* _What needs to be done_: Gather the lines from the material that contain "projects".

Data for processing Start Marker

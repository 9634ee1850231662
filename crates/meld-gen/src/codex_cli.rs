//! codex-cli bundle generation.
//!
//! Emits `AGENTS.md` and `.codex/config.toml`; commands and skills both
//! materialize as SKILL.md bundles under `.agents/skills/`.

use serde_json::{json, Map, Value};

use meld_config::{AgentKind, Config, McpServer};
use meld_context::ComposedContext;

use crate::error::Result;
use crate::generator::{build_instructions, GeneratedFile, Generator};
use crate::merge::apply_overrides;
use crate::skill::render_skill;
use crate::toml::serialize_toml;

#[derive(Debug, Default)]
pub struct CodexCliGenerator;

impl Generator for CodexCliGenerator {
    fn name(&self) -> &'static str {
        AgentKind::CodexCli.as_str()
    }

    fn generate(&self, config: &Config, context: &ComposedContext) -> Result<Vec<GeneratedFile>> {
        let mut files = vec![
            GeneratedFile::new("AGENTS.md", build_instructions(context)),
            GeneratedFile::new(".codex/config.toml", build_config_toml(config, context)?),
        ];

        for command in &context.commands {
            files.push(GeneratedFile::new(
                format!(".agents/skills/meld-cmd-{}/SKILL.md", command.name),
                command.content.clone(),
            ));
        }

        for skill in &context.skills {
            files.push(GeneratedFile::new(
                format!(".agents/skills/meld-{}/SKILL.md", skill.name),
                render_skill(skill, AgentKind::CodexCli),
            ));
        }

        for file in &context.context_files {
            files.push(GeneratedFile::new(file.path.clone(), file.content.clone()));
        }

        Ok(files)
    }
}

fn build_config_toml(config: &Config, context: &ComposedContext) -> Result<String> {
    let mut writable_roots = vec![context.hub_dir.as_str().to_string()];
    for project in config.projects.values() {
        if !writable_roots.contains(&project.path) {
            writable_roots.push(project.path.clone());
        }
    }

    let mut table = Map::new();
    table.insert("approval_policy".to_string(), json!("on-request"));
    table.insert("sandbox_mode".to_string(), json!("workspace-write"));
    table.insert(
        "sandbox_workspace_write".to_string(),
        json!({ "writable_roots": writable_roots }),
    );

    let servers = build_mcp_servers(config);
    if !servers.is_empty() {
        table.insert("mcp_servers".to_string(), Value::Object(servers));
    }

    let overrides = config
        .agents
        .get(&AgentKind::CodexCli)
        .and_then(|agent| agent.overrides.as_ref());

    serialize_toml(&apply_overrides(Value::Object(table), overrides))
}

/// codex names the http header map `http_headers`; empty maps are omitted.
fn build_mcp_servers(config: &Config) -> Map<String, Value> {
    let mut servers = Map::new();
    for (name, server) in &config.mcp {
        if !server.allows(AgentKind::CodexCli) {
            continue;
        }
        let mut entry = Map::new();
        match server {
            McpServer::Http {
                url, headers, env, ..
            } => {
                entry.insert("url".to_string(), json!(url));
                if let Some(headers) = headers {
                    if !headers.is_empty() {
                        entry.insert("http_headers".to_string(), json!(headers));
                    }
                }
                if let Some(env) = env {
                    if !env.is_empty() {
                        entry.insert("env".to_string(), json!(env));
                    }
                }
            }
            McpServer::Stdio {
                command, args, env, ..
            } => {
                entry.insert("command".to_string(), json!(command));
                entry.insert("args".to_string(), json!(args));
                if let Some(env) = env {
                    if !env.is_empty() {
                        entry.insert("env".to_string(), json!(env));
                    }
                }
            }
        }
        servers.insert(name.clone(), Value::Object(entry));
    }
    servers
}

#[cfg(test)]
mod tests {
    use super::*;
    use meld_fs::HubPath;
    use pretty_assertions::assert_eq;

    fn make_config(extra: Value) -> Config {
        let mut raw = json!({
            "projects": {"myapp": {"path": "~/myapp", "aliases": ["app"]}},
            "agents": {
                "claude-code": {"enabled": false},
                "codex-cli": {"enabled": true},
                "gemini-cli": {"enabled": false}
            },
            "mcp": {},
            "ide": {"default": "cursor", "workspaceName": "test"}
        });
        if let (Some(base), Some(patch)) = (raw.as_object_mut(), extra.as_object()) {
            for (key, value) in patch {
                base.insert(key.clone(), value.clone());
            }
        }
        serde_json::from_value(raw).unwrap()
    }

    fn make_context() -> ComposedContext {
        ComposedContext {
            hub_dir: HubPath::new("/tmp/hub"),
            hub_preamble: "# Test Hub".to_string(),
            project_table: String::new(),
            artifacts_section: "## Artifacts".to_string(),
            context: String::new(),
            context_files: vec![],
            commands: vec![],
            skills: vec![],
        }
    }

    fn config_toml(config: &Config) -> ::toml::Value {
        let files = CodexCliGenerator.generate(config, &make_context()).unwrap();
        let file = files.iter().find(|f| f.path == ".codex/config.toml").unwrap();
        file.content.parse().unwrap()
    }

    #[test]
    fn test_sandbox_settings() {
        let parsed = config_toml(&make_config(json!({})));
        assert_eq!(parsed["approval_policy"].as_str(), Some("on-request"));
        assert_eq!(parsed["sandbox_mode"].as_str(), Some("workspace-write"));
        let roots: Vec<&str> = parsed["sandbox_workspace_write"]["writable_roots"]
            .as_array()
            .unwrap()
            .iter()
            .map(|v| v.as_str().unwrap())
            .collect();
        assert_eq!(roots, vec!["/tmp/hub", "~/myapp"]);
    }

    #[test]
    fn test_writable_roots_deduplicated() {
        let config = make_config(json!({
            "projects": {
                "a": {"path": "~/same", "aliases": []},
                "b": {"path": "~/same", "aliases": []}
            }
        }));
        let parsed = config_toml(&config);
        let roots = parsed["sandbox_workspace_write"]["writable_roots"]
            .as_array()
            .unwrap();
        assert_eq!(roots.len(), 2);
    }

    #[test]
    fn test_mcp_servers_table() {
        let config = make_config(json!({
            "mcp": {
                "ctx": {
                    "type": "http",
                    "url": "https://mcp.example.com/mcp",
                    "headers": {"Authorization": "Bearer tok"}
                },
                "local": {"command": "npx", "args": ["-y", "local-mcp"]}
            }
        }));
        let parsed = config_toml(&config);
        assert_eq!(
            parsed["mcp_servers"]["ctx"]["url"].as_str(),
            Some("https://mcp.example.com/mcp")
        );
        assert_eq!(
            parsed["mcp_servers"]["ctx"]["http_headers"]["Authorization"].as_str(),
            Some("Bearer tok")
        );
        assert_eq!(parsed["mcp_servers"]["local"]["command"].as_str(), Some("npx"));
    }

    #[test]
    fn test_mcp_table_omitted_when_all_filtered() {
        let config = make_config(json!({
            "mcp": {
                "other": {"command": "npx", "args": [], "agents": ["claude-code"]}
            }
        }));
        let files = CodexCliGenerator.generate(&config, &make_context()).unwrap();
        let file = files.iter().find(|f| f.path == ".codex/config.toml").unwrap();
        assert!(!file.content.contains("mcp_servers"));
    }

    #[test]
    fn test_overrides_merge_into_toml() {
        let config = make_config(json!({
            "agents": {
                "claude-code": {"enabled": false},
                "codex-cli": {
                    "enabled": true,
                    "overrides": {
                        "approval_policy": "never",
                        "model": "o3",
                        "sandbox_workspace_write": {"network_access": true}
                    }
                },
                "gemini-cli": {"enabled": false}
            }
        }));
        let parsed = config_toml(&config);
        assert_eq!(parsed["approval_policy"].as_str(), Some("never"));
        assert_eq!(parsed["model"].as_str(), Some("o3"));
        assert_eq!(
            parsed["sandbox_workspace_write"]["network_access"].as_bool(),
            Some(true)
        );
        // Generated keys survive the merge
        assert!(parsed["sandbox_workspace_write"]["writable_roots"].is_array());
    }

    #[test]
    fn test_command_and_skill_bundles() {
        let mut context = make_context();
        context.commands = vec![meld_context::CommandDoc {
            name: "review".to_string(),
            content: "Do review".to_string(),
        }];
        context.skills = vec![meld_context::SkillDoc {
            name: "deep-review".to_string(),
            frontmatter: json!({"model": {"codex-cli": "o3"}}).as_object().unwrap().clone(),
            body: "Body.".to_string(),
        }];
        let files = CodexCliGenerator.generate(&make_config(json!({})), &context).unwrap();

        let cmd = files
            .iter()
            .find(|f| f.path == ".agents/skills/meld-cmd-review/SKILL.md")
            .unwrap();
        assert_eq!(cmd.content, "Do review");

        let skill = files
            .iter()
            .find(|f| f.path == ".agents/skills/meld-deep-review/SKILL.md")
            .unwrap();
        assert!(skill.content.contains("model: o3"));
    }
}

Data for processing End Marker

* _Answer area_:
    for project in config.projects.values() {
            "projects": {"myapp": {"path": "~/myapp", "aliases": ["app"]}},
            "projects": {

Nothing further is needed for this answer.